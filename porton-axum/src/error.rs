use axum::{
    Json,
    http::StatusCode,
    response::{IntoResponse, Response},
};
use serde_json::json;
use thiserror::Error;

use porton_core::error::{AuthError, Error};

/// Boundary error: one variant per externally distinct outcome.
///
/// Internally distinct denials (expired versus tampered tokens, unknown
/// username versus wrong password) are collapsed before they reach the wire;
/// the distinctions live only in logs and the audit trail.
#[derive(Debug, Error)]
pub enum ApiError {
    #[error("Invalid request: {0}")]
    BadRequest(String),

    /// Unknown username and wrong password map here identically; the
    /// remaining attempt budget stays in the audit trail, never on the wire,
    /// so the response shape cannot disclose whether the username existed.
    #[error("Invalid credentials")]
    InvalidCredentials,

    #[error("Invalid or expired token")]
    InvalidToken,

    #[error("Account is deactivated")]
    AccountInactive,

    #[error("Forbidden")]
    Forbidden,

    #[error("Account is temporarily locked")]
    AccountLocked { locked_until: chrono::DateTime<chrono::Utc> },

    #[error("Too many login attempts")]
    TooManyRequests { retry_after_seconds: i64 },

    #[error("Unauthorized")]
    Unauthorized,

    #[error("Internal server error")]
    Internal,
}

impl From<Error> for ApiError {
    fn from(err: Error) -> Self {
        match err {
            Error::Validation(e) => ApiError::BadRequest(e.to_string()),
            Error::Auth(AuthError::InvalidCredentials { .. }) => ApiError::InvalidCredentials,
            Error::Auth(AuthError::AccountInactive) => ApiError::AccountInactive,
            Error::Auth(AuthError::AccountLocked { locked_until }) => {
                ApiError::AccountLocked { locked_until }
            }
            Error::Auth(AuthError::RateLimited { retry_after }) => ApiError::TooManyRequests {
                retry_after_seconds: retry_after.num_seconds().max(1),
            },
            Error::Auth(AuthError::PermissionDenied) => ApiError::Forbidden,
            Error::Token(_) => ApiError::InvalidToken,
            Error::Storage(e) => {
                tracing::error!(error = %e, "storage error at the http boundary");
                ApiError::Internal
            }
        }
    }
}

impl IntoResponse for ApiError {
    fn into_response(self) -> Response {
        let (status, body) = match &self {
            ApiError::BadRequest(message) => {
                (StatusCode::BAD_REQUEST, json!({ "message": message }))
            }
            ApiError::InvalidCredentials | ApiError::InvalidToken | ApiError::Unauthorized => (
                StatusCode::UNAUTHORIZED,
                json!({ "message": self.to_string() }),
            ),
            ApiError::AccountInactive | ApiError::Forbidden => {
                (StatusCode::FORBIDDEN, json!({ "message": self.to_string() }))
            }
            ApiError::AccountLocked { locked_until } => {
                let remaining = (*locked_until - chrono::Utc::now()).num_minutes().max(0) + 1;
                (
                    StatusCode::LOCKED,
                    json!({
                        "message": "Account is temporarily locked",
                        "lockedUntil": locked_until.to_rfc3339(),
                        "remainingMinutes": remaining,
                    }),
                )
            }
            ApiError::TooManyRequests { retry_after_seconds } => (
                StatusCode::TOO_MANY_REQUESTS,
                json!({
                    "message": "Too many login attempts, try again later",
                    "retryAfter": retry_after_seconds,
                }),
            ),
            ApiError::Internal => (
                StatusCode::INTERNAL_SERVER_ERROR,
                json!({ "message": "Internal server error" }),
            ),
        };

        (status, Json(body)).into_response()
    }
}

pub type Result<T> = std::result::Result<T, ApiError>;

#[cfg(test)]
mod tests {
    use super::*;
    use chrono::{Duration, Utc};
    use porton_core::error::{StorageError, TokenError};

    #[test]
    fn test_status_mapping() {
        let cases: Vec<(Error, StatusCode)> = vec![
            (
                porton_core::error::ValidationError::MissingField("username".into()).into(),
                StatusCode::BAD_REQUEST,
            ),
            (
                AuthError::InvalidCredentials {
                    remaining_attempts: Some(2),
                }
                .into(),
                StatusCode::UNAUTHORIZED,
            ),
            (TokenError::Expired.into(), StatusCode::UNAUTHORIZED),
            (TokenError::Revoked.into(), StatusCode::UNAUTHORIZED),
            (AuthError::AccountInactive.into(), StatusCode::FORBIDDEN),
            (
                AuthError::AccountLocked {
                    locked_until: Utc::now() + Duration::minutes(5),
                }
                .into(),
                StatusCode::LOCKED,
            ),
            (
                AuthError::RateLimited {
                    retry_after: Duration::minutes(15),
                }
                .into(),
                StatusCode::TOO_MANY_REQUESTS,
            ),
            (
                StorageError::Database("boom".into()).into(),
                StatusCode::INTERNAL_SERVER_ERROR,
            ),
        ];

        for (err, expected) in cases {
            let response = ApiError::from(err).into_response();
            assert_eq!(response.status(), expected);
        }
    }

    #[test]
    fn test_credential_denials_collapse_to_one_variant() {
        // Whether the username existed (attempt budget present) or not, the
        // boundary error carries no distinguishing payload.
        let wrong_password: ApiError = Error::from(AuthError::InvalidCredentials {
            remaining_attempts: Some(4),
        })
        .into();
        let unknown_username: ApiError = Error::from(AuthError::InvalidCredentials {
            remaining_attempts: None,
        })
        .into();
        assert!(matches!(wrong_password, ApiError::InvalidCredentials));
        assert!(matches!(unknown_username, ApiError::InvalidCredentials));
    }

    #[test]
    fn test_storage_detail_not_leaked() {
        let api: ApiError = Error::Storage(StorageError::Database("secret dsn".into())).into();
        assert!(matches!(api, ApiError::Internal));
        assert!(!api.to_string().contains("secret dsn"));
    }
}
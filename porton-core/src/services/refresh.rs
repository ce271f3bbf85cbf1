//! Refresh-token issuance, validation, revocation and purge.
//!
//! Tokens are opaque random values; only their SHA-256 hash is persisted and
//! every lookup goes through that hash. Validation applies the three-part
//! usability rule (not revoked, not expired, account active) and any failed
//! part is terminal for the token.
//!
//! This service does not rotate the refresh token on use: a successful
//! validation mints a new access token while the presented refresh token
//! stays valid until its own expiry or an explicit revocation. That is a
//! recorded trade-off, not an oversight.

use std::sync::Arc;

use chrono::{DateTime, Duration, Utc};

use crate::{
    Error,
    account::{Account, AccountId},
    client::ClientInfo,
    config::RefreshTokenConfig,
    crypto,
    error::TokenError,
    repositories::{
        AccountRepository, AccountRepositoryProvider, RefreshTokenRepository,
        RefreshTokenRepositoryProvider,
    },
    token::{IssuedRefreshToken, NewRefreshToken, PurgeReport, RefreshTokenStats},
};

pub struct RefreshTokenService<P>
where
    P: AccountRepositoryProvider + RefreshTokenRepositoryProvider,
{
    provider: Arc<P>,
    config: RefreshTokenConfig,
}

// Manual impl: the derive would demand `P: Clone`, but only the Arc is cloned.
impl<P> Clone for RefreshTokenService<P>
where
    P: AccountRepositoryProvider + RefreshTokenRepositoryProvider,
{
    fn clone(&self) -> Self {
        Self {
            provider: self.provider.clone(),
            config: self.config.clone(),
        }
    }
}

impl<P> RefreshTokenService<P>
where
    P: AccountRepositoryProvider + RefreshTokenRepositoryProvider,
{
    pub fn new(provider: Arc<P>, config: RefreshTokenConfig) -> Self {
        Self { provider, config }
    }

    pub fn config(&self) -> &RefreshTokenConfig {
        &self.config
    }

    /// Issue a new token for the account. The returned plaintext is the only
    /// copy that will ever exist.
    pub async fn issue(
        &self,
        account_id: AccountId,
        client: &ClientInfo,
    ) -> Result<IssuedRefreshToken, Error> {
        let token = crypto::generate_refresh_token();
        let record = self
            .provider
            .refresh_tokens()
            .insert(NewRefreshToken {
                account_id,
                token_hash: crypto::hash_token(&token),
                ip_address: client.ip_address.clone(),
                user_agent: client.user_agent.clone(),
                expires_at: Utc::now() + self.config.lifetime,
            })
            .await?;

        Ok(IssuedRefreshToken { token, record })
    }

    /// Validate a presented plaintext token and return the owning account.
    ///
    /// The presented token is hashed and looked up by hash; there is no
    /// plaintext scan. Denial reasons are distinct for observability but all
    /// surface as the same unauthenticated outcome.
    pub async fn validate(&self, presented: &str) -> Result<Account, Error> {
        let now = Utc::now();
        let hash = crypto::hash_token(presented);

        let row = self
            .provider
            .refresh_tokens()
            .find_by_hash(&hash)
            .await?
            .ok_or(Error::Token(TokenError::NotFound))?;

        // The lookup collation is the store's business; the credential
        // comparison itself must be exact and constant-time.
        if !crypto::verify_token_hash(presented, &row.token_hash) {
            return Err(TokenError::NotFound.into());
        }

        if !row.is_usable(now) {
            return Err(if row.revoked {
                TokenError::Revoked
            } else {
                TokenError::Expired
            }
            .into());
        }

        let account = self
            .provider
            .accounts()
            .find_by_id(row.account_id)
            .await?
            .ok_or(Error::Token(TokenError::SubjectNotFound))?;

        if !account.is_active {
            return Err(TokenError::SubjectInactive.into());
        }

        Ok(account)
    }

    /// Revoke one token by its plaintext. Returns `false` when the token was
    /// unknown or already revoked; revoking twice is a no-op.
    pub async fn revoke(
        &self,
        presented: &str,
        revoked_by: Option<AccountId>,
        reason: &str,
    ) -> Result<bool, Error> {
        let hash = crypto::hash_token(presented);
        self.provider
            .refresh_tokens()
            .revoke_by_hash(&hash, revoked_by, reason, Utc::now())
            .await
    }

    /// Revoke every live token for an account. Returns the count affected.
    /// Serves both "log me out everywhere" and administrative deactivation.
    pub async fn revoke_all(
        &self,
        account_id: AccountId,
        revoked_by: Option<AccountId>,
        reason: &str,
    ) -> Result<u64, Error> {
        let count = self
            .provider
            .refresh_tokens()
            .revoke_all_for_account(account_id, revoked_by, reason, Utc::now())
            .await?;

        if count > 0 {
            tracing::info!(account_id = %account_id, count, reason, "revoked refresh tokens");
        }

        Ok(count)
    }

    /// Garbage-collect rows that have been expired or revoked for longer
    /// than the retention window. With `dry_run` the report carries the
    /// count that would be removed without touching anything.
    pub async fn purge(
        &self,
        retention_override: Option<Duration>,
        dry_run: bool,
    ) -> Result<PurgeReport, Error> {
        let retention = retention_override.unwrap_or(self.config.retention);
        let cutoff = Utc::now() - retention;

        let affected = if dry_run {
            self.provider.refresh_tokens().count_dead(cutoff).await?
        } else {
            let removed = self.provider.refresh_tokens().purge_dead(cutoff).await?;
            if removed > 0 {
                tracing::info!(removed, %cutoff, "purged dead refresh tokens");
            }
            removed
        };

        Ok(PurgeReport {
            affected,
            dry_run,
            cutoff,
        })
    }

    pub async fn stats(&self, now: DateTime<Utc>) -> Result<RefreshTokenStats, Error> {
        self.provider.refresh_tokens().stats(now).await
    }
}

- - - - -

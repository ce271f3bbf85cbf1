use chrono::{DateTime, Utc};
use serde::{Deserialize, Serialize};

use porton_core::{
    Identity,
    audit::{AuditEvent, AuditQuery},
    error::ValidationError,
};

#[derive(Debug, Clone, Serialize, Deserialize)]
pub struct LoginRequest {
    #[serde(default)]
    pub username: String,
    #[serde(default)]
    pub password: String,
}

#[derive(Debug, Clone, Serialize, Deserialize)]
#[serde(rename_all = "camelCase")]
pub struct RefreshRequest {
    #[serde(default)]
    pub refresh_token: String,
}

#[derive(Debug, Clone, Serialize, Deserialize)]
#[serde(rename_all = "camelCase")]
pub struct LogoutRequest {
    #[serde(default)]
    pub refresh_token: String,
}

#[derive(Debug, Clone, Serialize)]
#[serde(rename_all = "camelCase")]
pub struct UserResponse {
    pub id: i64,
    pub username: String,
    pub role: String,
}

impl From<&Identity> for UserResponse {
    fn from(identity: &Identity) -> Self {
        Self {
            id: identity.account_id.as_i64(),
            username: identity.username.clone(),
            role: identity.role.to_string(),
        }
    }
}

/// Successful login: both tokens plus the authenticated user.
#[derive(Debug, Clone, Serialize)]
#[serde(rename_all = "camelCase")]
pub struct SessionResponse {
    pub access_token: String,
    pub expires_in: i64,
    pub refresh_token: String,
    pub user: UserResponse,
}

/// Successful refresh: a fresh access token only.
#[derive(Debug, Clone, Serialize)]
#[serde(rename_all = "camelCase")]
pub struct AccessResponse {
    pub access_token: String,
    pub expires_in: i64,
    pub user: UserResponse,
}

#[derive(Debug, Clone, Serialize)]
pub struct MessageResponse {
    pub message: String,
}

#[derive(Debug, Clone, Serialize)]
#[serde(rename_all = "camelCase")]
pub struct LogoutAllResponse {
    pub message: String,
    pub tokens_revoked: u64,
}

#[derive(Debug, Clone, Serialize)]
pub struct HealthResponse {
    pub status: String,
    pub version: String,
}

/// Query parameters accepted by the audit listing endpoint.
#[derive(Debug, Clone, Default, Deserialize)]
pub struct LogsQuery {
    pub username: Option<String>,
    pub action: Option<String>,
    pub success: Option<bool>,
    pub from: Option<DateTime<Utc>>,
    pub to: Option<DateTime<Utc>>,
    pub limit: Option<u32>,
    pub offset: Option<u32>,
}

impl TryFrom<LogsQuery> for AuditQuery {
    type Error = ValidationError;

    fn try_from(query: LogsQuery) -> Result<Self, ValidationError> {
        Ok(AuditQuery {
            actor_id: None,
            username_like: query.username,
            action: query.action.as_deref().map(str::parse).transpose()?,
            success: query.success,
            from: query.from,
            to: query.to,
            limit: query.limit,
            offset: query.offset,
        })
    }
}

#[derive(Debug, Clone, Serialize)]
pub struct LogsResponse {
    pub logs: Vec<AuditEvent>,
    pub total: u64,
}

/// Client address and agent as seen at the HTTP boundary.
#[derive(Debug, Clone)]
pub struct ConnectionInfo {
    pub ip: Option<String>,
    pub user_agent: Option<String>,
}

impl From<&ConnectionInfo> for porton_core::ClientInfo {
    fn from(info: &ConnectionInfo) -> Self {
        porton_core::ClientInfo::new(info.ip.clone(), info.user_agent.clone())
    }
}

- - - - -

§ **WHAT THE TASK ASKS**
From the data above, how many lines contain the word "RefreshTokenStats"? Give the number alone.

§ **SOLUTION TO THIS EXERCISE**
2